— AIM OF THE TASK —
Scan the data, and whenever a line contains "attached", copy it.

━━━━━ EXERCISE DATA

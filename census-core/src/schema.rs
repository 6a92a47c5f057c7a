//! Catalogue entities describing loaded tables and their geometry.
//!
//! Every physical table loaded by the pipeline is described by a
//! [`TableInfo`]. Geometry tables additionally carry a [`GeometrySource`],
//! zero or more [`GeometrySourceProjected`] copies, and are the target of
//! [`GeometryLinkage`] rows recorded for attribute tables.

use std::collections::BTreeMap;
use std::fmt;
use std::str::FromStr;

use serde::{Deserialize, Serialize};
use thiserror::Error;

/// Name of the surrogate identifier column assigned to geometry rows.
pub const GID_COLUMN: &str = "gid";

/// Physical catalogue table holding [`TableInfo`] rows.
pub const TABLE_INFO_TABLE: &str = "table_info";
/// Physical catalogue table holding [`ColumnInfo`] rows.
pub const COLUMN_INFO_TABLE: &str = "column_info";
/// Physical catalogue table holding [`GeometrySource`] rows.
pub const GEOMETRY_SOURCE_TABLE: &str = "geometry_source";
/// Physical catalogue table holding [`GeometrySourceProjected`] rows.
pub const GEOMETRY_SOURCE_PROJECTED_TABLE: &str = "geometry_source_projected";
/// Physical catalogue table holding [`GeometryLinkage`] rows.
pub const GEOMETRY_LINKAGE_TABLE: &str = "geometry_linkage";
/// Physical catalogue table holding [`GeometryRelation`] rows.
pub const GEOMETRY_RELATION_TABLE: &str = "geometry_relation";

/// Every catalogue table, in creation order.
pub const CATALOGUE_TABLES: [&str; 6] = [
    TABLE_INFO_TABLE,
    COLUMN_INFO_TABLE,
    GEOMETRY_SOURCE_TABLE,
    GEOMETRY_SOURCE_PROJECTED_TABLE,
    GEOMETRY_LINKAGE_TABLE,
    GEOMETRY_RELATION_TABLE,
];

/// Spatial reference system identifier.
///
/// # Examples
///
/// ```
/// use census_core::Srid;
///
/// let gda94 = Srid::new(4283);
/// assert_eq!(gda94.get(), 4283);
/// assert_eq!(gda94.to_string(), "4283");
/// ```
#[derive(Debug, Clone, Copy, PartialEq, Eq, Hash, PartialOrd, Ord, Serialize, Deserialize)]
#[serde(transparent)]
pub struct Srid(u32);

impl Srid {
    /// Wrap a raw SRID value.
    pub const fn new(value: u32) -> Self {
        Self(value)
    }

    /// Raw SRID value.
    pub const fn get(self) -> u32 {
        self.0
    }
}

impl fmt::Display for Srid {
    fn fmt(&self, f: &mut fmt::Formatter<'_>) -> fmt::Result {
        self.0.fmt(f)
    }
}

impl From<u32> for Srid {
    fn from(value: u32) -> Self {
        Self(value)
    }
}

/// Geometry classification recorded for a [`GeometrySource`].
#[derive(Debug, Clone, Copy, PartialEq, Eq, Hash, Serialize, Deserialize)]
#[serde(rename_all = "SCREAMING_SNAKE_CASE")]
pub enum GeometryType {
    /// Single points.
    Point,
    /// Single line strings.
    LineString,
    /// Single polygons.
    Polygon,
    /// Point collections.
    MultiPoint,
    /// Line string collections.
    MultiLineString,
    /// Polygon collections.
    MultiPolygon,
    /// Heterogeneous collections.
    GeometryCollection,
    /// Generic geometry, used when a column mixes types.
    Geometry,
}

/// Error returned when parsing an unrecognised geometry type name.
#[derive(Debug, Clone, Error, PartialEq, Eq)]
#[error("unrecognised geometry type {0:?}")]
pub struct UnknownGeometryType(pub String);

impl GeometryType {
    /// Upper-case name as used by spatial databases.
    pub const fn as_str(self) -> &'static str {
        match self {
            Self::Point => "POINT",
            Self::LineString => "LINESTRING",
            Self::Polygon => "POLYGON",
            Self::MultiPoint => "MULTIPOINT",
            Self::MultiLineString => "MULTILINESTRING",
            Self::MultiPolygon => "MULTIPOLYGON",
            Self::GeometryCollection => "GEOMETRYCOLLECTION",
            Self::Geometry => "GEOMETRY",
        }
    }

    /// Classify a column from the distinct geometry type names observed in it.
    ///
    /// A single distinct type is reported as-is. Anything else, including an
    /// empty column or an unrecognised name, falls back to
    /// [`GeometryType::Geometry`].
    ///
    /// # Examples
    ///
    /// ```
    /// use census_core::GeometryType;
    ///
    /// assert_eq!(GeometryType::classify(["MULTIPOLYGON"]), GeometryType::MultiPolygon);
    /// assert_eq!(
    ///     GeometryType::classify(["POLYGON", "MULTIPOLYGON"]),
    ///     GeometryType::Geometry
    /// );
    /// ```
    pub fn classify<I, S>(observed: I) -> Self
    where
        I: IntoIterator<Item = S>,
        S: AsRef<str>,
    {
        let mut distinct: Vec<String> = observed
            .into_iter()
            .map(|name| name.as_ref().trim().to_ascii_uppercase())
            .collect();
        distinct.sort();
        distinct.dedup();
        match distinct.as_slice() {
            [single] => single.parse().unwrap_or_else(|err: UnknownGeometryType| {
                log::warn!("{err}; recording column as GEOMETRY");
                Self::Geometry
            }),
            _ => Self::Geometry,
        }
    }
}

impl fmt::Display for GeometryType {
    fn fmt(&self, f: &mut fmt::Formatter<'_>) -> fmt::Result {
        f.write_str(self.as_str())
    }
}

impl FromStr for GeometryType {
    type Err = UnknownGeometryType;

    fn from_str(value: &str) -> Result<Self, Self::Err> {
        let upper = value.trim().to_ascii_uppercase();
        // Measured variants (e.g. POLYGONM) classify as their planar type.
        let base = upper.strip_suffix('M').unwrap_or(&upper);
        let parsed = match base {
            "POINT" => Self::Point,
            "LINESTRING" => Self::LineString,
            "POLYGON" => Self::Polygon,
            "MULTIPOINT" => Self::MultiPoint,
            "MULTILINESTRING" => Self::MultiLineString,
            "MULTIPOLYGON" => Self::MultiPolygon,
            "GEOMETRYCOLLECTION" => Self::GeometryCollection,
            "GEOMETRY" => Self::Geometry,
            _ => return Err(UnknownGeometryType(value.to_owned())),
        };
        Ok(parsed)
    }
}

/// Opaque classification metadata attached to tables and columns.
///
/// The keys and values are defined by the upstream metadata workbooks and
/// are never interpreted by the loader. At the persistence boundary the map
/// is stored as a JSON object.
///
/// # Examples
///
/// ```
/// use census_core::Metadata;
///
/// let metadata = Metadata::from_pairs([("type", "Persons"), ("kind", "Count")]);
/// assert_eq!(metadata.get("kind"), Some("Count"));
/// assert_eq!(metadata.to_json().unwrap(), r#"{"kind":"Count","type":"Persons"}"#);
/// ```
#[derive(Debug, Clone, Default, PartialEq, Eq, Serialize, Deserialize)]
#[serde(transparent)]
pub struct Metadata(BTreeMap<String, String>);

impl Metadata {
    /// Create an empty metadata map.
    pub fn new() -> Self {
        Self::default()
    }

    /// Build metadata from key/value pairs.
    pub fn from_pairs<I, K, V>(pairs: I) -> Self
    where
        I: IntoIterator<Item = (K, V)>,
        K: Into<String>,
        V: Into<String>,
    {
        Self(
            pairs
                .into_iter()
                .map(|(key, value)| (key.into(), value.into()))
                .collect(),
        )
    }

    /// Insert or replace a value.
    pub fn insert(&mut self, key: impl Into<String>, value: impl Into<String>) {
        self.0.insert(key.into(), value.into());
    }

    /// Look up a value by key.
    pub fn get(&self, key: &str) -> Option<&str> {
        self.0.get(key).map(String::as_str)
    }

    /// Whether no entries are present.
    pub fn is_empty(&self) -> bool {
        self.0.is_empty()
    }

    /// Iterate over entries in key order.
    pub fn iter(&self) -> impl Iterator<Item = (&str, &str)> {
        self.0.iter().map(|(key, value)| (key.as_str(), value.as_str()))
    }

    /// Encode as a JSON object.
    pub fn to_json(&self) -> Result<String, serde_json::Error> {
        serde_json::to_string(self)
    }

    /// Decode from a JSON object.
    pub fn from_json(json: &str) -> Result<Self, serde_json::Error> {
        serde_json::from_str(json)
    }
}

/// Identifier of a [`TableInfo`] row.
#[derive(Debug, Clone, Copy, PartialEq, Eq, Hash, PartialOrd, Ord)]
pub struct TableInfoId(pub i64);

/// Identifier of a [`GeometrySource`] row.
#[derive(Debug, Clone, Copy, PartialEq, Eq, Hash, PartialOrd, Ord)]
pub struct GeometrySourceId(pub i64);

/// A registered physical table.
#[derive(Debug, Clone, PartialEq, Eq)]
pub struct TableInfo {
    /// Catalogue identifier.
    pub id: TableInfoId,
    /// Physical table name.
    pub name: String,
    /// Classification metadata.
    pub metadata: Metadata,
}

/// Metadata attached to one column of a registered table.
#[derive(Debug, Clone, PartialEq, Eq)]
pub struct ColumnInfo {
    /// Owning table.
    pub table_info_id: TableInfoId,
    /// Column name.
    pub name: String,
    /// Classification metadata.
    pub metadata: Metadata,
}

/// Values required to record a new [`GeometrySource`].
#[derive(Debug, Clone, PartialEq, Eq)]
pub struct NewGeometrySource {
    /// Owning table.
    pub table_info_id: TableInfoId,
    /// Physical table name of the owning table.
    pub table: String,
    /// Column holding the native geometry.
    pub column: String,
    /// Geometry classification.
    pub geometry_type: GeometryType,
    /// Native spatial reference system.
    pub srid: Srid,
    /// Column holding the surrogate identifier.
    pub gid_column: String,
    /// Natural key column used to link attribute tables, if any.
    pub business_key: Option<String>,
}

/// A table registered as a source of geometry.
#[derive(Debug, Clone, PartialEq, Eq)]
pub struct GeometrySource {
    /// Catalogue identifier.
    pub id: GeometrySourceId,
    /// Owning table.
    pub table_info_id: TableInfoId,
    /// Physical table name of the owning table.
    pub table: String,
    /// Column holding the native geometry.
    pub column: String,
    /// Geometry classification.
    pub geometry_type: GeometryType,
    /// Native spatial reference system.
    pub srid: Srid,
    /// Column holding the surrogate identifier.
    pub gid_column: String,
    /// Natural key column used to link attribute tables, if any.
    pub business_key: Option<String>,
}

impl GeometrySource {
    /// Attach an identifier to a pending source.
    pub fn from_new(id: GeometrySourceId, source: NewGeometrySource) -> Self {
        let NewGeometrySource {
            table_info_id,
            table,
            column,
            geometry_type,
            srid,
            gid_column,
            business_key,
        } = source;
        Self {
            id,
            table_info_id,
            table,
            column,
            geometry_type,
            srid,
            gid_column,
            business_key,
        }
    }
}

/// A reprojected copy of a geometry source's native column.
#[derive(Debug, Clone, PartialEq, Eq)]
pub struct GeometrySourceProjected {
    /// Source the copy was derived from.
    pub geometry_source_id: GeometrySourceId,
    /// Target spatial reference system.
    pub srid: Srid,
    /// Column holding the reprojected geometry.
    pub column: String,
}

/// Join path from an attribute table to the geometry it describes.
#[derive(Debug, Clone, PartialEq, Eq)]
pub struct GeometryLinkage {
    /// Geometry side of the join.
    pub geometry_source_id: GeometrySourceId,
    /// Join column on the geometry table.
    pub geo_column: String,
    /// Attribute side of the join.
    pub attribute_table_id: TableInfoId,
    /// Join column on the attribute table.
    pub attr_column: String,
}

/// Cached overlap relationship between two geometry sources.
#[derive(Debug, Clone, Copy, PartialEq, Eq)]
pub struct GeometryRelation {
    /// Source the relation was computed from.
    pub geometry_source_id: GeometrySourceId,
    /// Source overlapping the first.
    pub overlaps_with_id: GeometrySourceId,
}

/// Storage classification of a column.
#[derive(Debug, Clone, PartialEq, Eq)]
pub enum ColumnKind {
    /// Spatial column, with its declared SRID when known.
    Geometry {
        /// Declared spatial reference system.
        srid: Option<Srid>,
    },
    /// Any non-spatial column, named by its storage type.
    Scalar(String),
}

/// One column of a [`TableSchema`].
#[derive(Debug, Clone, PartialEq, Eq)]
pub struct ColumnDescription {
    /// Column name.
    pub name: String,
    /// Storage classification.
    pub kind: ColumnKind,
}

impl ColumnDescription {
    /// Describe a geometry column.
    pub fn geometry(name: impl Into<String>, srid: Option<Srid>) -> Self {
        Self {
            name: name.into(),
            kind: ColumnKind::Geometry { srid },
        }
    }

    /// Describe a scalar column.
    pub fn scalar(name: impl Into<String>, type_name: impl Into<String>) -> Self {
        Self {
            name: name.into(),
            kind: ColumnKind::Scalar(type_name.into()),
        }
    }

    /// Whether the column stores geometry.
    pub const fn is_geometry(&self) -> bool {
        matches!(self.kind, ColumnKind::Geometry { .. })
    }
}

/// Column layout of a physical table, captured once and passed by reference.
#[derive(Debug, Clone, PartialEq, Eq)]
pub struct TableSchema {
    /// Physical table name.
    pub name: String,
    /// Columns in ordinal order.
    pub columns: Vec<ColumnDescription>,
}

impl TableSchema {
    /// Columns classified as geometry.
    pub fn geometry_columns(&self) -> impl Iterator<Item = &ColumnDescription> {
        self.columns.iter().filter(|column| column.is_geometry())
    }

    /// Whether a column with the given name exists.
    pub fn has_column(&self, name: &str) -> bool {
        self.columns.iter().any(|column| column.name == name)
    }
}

━━━━━━━━━━

— TASK RESULT —
/// Opaque classification metadata attached to tables and columns.
/// Metadata attached to one column of a registered table.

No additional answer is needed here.